* _REQUIREMENT_
Where a line below holds the string "false", copy that line.

** EXERCISE MATERIAL follows **

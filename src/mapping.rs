use crate::board::ConfigError;

/// Width and height of the LED panel, in LEDs.
///
/// Both dimensions are non-zero and the total LED count fits in a `u16`,
/// which is what the LED driver indexes with.
#[derive(Debug, Clone, Copy, PartialEq, Eq, Hash)]
pub struct MatrixGeometry {
    width: u16,
    height: u16,
}

impl MatrixGeometry {
    /// Create a geometry, rejecting empty panels and panels too large to index.
    pub const fn new(width: u16, height: u16) -> Result<Self, ConfigError> {
        if width == 0 || height == 0 {
            return Err(ConfigError::EmptyGeometry { width, height });
        }
        if width as u32 * height as u32 > u16::MAX as u32 + 1 {
            return Err(ConfigError::TooManyLeds { width, height });
        }
        Ok(Self { width, height })
    }

    /// Number of columns.
    #[inline]
    pub const fn width(&self) -> usize {
        self.width as usize
    }

    /// Number of rows.
    #[inline]
    pub const fn height(&self) -> usize {
        self.height as usize
    }

    /// Total number of LEDs (`width * height`).
    #[inline]
    pub const fn len(&self) -> usize {
        self.width() * self.height()
    }

    /// Always false: a geometry has at least one LED.
    #[inline]
    pub const fn is_empty(&self) -> bool {
        false
    }
}

/// How the LED strip is threaded through the panel rows.
#[derive(Debug, Clone, Copy, PartialEq, Eq, Hash, Default)]
pub enum WiringTopology {
    /// Every row runs left to right.
    #[default]
    RowMajor,
    /// Even rows run left to right, odd rows right to left.
    ///
    /// ```text
    /// Row 0:  0 →  1 →  2 →  3 →  4 →  5 →  6 →  7
    /// Row 1: 15 ← 14 ← 13 ← 12 ← 11 ← 10 ←  9 ←  8
    /// Row 2: 16 → 17 → 18 → 19 → 20 → 21 → 22 → 23
    /// ```
    Serpentine,
}

/// Per-axis reflections applied before the wiring is resolved.
#[derive(Debug, Clone, Copy, PartialEq, Eq, Hash, Default)]
pub struct Orientation {
    pub flip_x: bool,
    pub flip_y: bool,
}

impl Orientation {
    /// No reflection on either axis.
    pub const NONE: Self = Self {
        flip_x: false,
        flip_y: false,
    };
}

/// Translates logical `(x, y)` positions into physical LED indices.
///
/// The mapper is a pure function of its configuration: it never fails,
/// never allocates and holds no mutable state, so it can be copied freely
/// and shared between threads.
///
/// Out-of-range coordinates are clamped to the nearest edge instead of
/// being rejected. A frame with a bad coordinate still renders.
#[derive(Debug, Clone, Copy, PartialEq, Eq, Hash)]
pub struct CoordinateMapper {
    geometry: MatrixGeometry,
    wiring: WiringTopology,
    orientation: Orientation,
}

impl CoordinateMapper {
    pub const fn new(
        geometry: MatrixGeometry,
        wiring: WiringTopology,
        orientation: Orientation,
    ) -> Self {
        Self {
            geometry,
            wiring,
            orientation,
        }
    }

    #[inline]
    pub const fn geometry(&self) -> MatrixGeometry {
        self.geometry
    }

    #[inline]
    pub const fn wiring(&self) -> WiringTopology {
        self.wiring
    }

    #[inline]
    pub const fn orientation(&self) -> Orientation {
        self.orientation
    }

    /// Number of LEDs in the physical buffer this mapper indexes into.
    #[inline]
    pub const fn len(&self) -> usize {
        self.geometry.len()
    }

    #[inline]
    pub const fn is_empty(&self) -> bool {
        self.geometry.is_empty()
    }

    /// Map a logical position to a physical LED index.
    ///
    /// The result is always in `0..self.len()`.
    pub const fn map_position(&self, x: usize, y: usize) -> usize {
        let width = self.geometry.width();
        let height = self.geometry.height();

        let mut x = if x >= width { width - 1 } else { x };
        let mut y = if y >= height { height - 1 } else { y };

        if self.orientation.flip_y {
            y = (height - 1) - y;
        }
        if self.orientation.flip_x {
            x = (width - 1) - x;
        }

        match self.wiring {
            WiringTopology::Serpentine if y % 2 == 1 => y * width + (width - 1 - x),
            WiringTopology::Serpentine | WiringTopology::RowMajor => y * width + x,
        }
    }

    /// Map a signed position; negative coordinates clamp to zero.
    pub const fn map_signed(&self, x: i32, y: i32) -> usize {
        self.map_position(clamp_non_negative(x), clamp_non_negative(y))
    }

    /// Find the logical position wired to a physical LED index.
    ///
    /// Indices past the end clamp to the last LED.
    pub const fn logical_position(&self, index: usize) -> (usize, usize) {
        let width = self.geometry.width();
        let height = self.geometry.height();
        let last = self.len() - 1;
        let index = if index > last { last } else { index };

        let y = index / width;
        let mut x = index % width;

        if matches!(self.wiring, WiringTopology::Serpentine) && y % 2 == 1 {
            x = (width - 1) - x;
        }

        // Reflections are their own inverse.
        let x = if self.orientation.flip_x {
            (width - 1) - x
        } else {
            x
        };
        let y = if self.orientation.flip_y {
            (height - 1) - y
        } else {
            y
        };
        (x, y)
    }
}

#[inline]
const fn clamp_non_negative(value: i32) -> usize {
    if value < 0 { 0 } else { value as usize }
}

** End of EXERCISE MATERIAL **

* _THE COMPLETED TASK_
    /// Always false: a geometry has at least one LED.
        false
        flip_x: false,
        flip_y: false,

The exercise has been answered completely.